Fine writing is like fine wine.
I’ve known some fine writers in my time. Not many, but a few.
Some have seen their works bound, bought and placed on shelves and reviewed in national magazines, some to general acclaim.
Everyone thinks they can write a book. Well, not everyone. But many people. It’s true that everyone has a story in them. Things happen in life that you just can’t make up. But not everyone has the guts or skill to write a book about it.
Fine writing is a lot like fine wine. It looks deceptively easy, but it’s a little chemistry, a little science and a whole lot of magic.
Watching pieces begin raw and awkward and then become sculpted into the equivalent of a masterpiece reminds me of the process vintners go through.
Like grapevines, the writer sits bare-naked for a period of time. A vine in February looks pretty unexceptional . looks like nothing is happening, and on the outside nothing is. But inside, things are moving, thoughts roiling, ideas being tossed around that aren’t ready to come out.

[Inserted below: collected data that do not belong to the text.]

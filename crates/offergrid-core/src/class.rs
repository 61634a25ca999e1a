//! Task classes: the immutable templates tasks are instantiated from.
//!
//! Classes are written as YAML documents:
//!
//! ```yaml
//! name: readout
//! control:
//!   mode: fairmq
//! command:
//!   value: readout.exe
//!   arguments: ["--id", "1"]
//! wants:
//!   cpu: 0.5
//!   memory: 512
//!   ports: "47100-47105"
//! limits:
//!   cpu: 2
//! bind:
//!   - name: data
//!     type: push
//! constraints:
//!   - attribute: machine_id
//!     value: flp01
//! ```

use std::collections::BTreeMap;
use std::fmt;
use std::path::Path;

use serde::{Deserialize, Serialize};
use sha2::{Digest, Sha256};
use tracing::{debug, warn};

use crate::channel::{Inbound, Outbound};
use crate::constraint::{Constraint, Constraints};
use crate::error::{CoreError, CoreResult};
use crate::ports::Ranges;

/// Identity of a class: where it came from, its name, and a content hash.
#[derive(Debug, Clone, Default, PartialEq, Eq, Hash, Serialize, Deserialize)]
pub struct ClassId {
    pub repo: String,
    pub name: String,
    pub hash: String,
}

impl fmt::Display for ClassId {
    fn fmt(&self, f: &mut fmt::Formatter<'_>) -> fmt::Result {
        write!(f, "{}/tasks/{}@{}", self.repo, self.name, self.hash)
    }
}

/// Control protocol a task speaks.
#[derive(Debug, Clone, Copy, PartialEq, Eq, Hash, Default, Serialize, Deserialize)]
#[serde(rename_all = "lowercase")]
pub enum ControlMode {
    #[default]
    Basic,
    Direct,
    Fairmq,
    Hook,
}

impl ControlMode {
    /// Whether the task runs a control endpoint the scheduler talks to.
    pub fn has_control_port(&self) -> bool {
        matches!(self, ControlMode::Direct | ControlMode::Fairmq)
    }
}

impl fmt::Display for ControlMode {
    fn fmt(&self, f: &mut fmt::Formatter<'_>) -> fmt::Result {
        f.write_str(match self {
            ControlMode::Basic => "basic",
            ControlMode::Direct => "direct",
            ControlMode::Fairmq => "fairmq",
            ControlMode::Hook => "hook",
        })
    }
}

#[derive(Debug, Clone, Default, PartialEq, Serialize, Deserialize)]
pub struct CommandInfo {
    #[serde(default)]
    pub value: String,
    #[serde(default, skip_serializing_if = "Vec::is_empty")]
    pub arguments: Vec<String>,
    /// `KEY=value` pairs.
    #[serde(default, skip_serializing_if = "Vec::is_empty")]
    pub env: Vec<String>,
    #[serde(default)]
    pub shell: bool,
    #[serde(default, skip_serializing_if = "Option::is_none")]
    pub user: Option<String>,
}

impl CommandInfo {
    /// Whether an env var named `key` is already set.
    pub fn has_env(&self, key: &str) -> bool {
        self.env
            .iter()
            .any(|e| e.split_once('=').map(|(k, _)| k) == Some(key))
    }
}

#[derive(Debug, Clone, Default, PartialEq, Serialize, Deserialize)]
pub struct ResourceWants {
    #[serde(default, skip_serializing_if = "Option::is_none")]
    pub cpu: Option<f64>,
    #[serde(default, skip_serializing_if = "Option::is_none")]
    pub memory: Option<f64>,
    #[serde(default, skip_serializing_if = "Ranges::is_empty")]
    pub ports: Ranges,
}

#[derive(Debug, Clone, Default, PartialEq, Serialize, Deserialize)]
pub struct ResourceLimits {
    #[serde(default, skip_serializing_if = "Option::is_none")]
    pub cpu: Option<f64>,
    #[serde(default, skip_serializing_if = "Option::is_none")]
    pub memory: Option<f64>,
}

#[derive(Debug, Clone, Default, PartialEq, Serialize, Deserialize)]
struct ControlSection {
    #[serde(default)]
    mode: ControlMode,
}

/// On-disk shape of a class document.
#[derive(Debug, Clone, Default, Serialize, Deserialize)]
struct Template {
    name: String,
    #[serde(default, skip_serializing_if = "BTreeMap::is_empty")]
    defaults: BTreeMap<String, String>,
    #[serde(default, skip_serializing_if = "BTreeMap::is_empty")]
    vars: BTreeMap<String, String>,
    #[serde(default)]
    control: ControlSection,
    #[serde(default)]
    command: CommandInfo,
    #[serde(default)]
    wants: ResourceWants,
    #[serde(default, skip_serializing_if = "Option::is_none")]
    limits: Option<ResourceLimits>,
    #[serde(default, skip_serializing_if = "Vec::is_empty")]
    bind: Vec<Inbound>,
    #[serde(default, skip_serializing_if = "Vec::is_empty")]
    connect: Vec<Outbound>,
    #[serde(default, skip_serializing_if = "BTreeMap::is_empty")]
    properties: BTreeMap<String, String>,
    #[serde(default, skip_serializing_if = "Vec::is_empty")]
    constraints: Vec<Constraint>,
}

#[derive(Debug, Clone, PartialEq)]
pub struct TaskClass {
    pub id: ClassId,
    pub defaults: BTreeMap<String, String>,
    pub vars: BTreeMap<String, String>,
    pub control_mode: ControlMode,
    pub command: CommandInfo,
    pub wants: ResourceWants,
    pub limits: Option<ResourceLimits>,
    pub bind: Vec<Inbound>,
    pub connect: Vec<Outbound>,
    pub properties: BTreeMap<String, String>,
    pub constraints: Constraints,
}

impl TaskClass {
    /// A minimal class, mostly for building fixtures in code.
    pub fn new(repo: impl Into<String>, name: impl Into<String>) -> Self {
        Self {
            id: ClassId {
                repo: repo.into(),
                name: name.into(),
                hash: String::new(),
            },
            defaults: BTreeMap::new(),
            vars: BTreeMap::new(),
            control_mode: ControlMode::Basic,
            command: CommandInfo::default(),
            wants: ResourceWants::default(),
            limits: None,
            bind: Vec::new(),
            connect: Vec::new(),
            properties: BTreeMap::new(),
            constraints: Constraints::default(),
        }
    }

    pub fn name(&self) -> &str {
        &self.id.name
    }

    /// Parse a class document. The hash is the hex SHA-256 of `text`.
    ///
    /// Outbound channel targets are environment-specific, so any target
    /// present in a class document is dropped.
    pub fn from_yaml(repo: &str, text: &str) -> CoreResult<Self> {
        let mut tpl: Template = serde_yaml::from_str(text)?;
        if tpl.name.trim().is_empty() {
            return Err(CoreError::InvalidClass("missing name".to_string()));
        }

        for ch in &mut tpl.connect {
            if !ch.spec.target.is_empty() {
                warn!(class = %tpl.name, channel = %ch.spec.name, "class outbound channel has a target, ignoring");
                ch.spec.target.clear();
            }
        }

        let hash = hex::encode(Sha256::digest(text.as_bytes()));
        Ok(Self {
            id: ClassId {
                repo: repo.to_string(),
                name: tpl.name,
                hash,
            },
            defaults: tpl.defaults,
            vars: tpl.vars,
            control_mode: tpl.control.mode,
            command: tpl.command,
            wants: tpl.wants,
            limits: tpl.limits,
            bind: tpl.bind,
            connect: tpl.connect,
            properties: tpl.properties,
            constraints: Constraints(tpl.constraints),
        })
    }

    /// Render the class back into its document form.
    pub fn to_yaml(&self) -> CoreResult<String> {
        let tpl = Template {
            name: self.id.name.clone(),
            defaults: self.defaults.clone(),
            vars: self.vars.clone(),
            control: ControlSection {
                mode: self.control_mode,
            },
            command: self.command.clone(),
            wants: self.wants.clone(),
            limits: self.limits.clone(),
            bind: self.bind.clone(),
            connect: self.connect.clone(),
            properties: self.properties.clone(),
            constraints: self.constraints.0.clone(),
        };
        Ok(serde_yaml::to_string(&tpl)?)
    }

    /// Equivalence ignoring identity: same command, wants, limits,
    /// constraints and channels.
    pub fn equivalent(&self, other: &TaskClass) -> bool {
        self.id.name == other.id.name
            && self.control_mode == other.control_mode
            && self.command == other.command
            && self.wants == other.wants
            && self.limits == other.limits
            && self.constraints == other.constraints
            && self.bind == other.bind
            && self.connect == other.connect
            && self.properties == other.properties
    }
}

/// Parse every `.yaml`/`.yml` file under `dir`.
///
/// A file that fails to parse is logged and skipped; only I/O errors on the
/// directory walk itself fail the call.
pub fn load_dir(repo: &str, dir: &Path) -> CoreResult<Vec<TaskClass>> {
    let mut classes = Vec::new();
    for entry in walkdir::WalkDir::new(dir).sort_by_file_name() {
        let entry = entry.map_err(std::io::Error::from)?;
        let path = entry.path();
        let is_yaml = path
            .extension()
            .and_then(|e| e.to_str())
            .is_some_and(|e| e == "yaml" || e == "yml");
        if !entry.file_type().is_file() || !is_yaml {
            continue;
        }
        let text = std::fs::read_to_string(path)?;
        match TaskClass::from_yaml(repo, &text) {
            Ok(class) => {
                debug!(class = %class.id, path = %path.display(), "loaded task class");
                classes.push(class);
            }
            Err(e) => warn!(path = %path.display(), error = %e, "skipping invalid task class"),
        }
    }
    Ok(classes)
}

#[cfg(test)]
mod tests {
    use super::*;
    use crate::channel::ChannelType;

    const READOUT: &str = r#"
name: readout
control:
  mode: fairmq
command:
  value: readout.exe
  arguments: ["--id", "1"]
  env: ["LOGLEVEL=info"]
wants:
  cpu: 0.5
  memory: 512
  ports: "47100-47105,47200"
limits:
  cpu: 2
bind:
  - name: data
    type: push
  - name: monitor
    type: pub
    addressing: ipc
    global: readout-monitor
connect:
  - name: ctrl
    type: pull
    target: "somewhere.else"
properties:
  severity: info
constraints:
  - attribute: machine_id
    value: flp01
"#;

    #[test]
    fn parse_document() {
        let class = TaskClass::from_yaml("local", READOUT).unwrap();
        assert_eq!(class.name(), "readout");
        assert_eq!(class.control_mode, ControlMode::Fairmq);
        assert_eq!(class.command.value, "readout.exe");
        assert!(class.command.has_env("LOGLEVEL"));
        assert_eq!(class.wants.cpu, Some(0.5));
        assert_eq!(class.wants.ports.size(), 7);
        assert_eq!(class.limits.as_ref().unwrap().cpu, Some(2.0));
        assert_eq!(class.bind.len(), 2);
        assert_eq!(class.bind[0].spec.kind, ChannelType::Push);
        assert_eq!(class.bind[0].spec.snd_buf_size, 1000);
        assert_eq!(class.bind[1].global, "readout-monitor");
        assert!(class.connect[0].spec.target.is_empty());
        assert_eq!(class.constraints.machine_id(), Some("flp01"));
        assert_eq!(class.id.hash.len(), 64);
        assert!(class.id.to_string().starts_with("local/tasks/readout@"));
    }

    #[test]
    fn yaml_round_trip_is_equivalent() {
        let class = TaskClass::from_yaml("local", READOUT).unwrap();
        let rendered = class.to_yaml().unwrap();
        let back = TaskClass::from_yaml("local", &rendered).unwrap();
        assert!(class.equivalent(&back), "{rendered}");
    }

    #[test]
    fn missing_name_rejected() {
        assert!(TaskClass::from_yaml("local", "command:\n  value: x\n").is_err());
    }

    #[test]
    fn load_dir_skips_bad_files() {
        let dir = tempfile::tempdir().unwrap();
        std::fs::write(dir.path().join("readout.yaml"), READOUT).unwrap();
        std::fs::write(dir.path().join("broken.yaml"), "name: [").unwrap();
        std::fs::write(dir.path().join("notes.txt"), "ignored").unwrap();
        let classes = load_dir("local", dir.path()).unwrap();
        assert_eq!(classes.len(), 1);
        assert_eq!(classes[0].name(), "readout");
    }
}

and then, buds form and over time grapes grow. That’s how ideas come out. An idea, tentative or firm, that grows into a bud and then a tiny grape.
Some grapes make it but others are plucked by birds or attacked by insects.
The winemaker tastes the grapes. He chews on them a bit and assesses the sugar content to determine if it’s time to harvest.
Then, they’re picked.
Skins and seeds remain for redwine but for white, they’re removed. Cultured yeast is added and then the mixture begins to ferment. The sugars are digested, letting of C02 and alcohol.
Poured into barrels for aging. Racked–pumped from one barrel to another, solids are removed.
Bottled and may sit some more.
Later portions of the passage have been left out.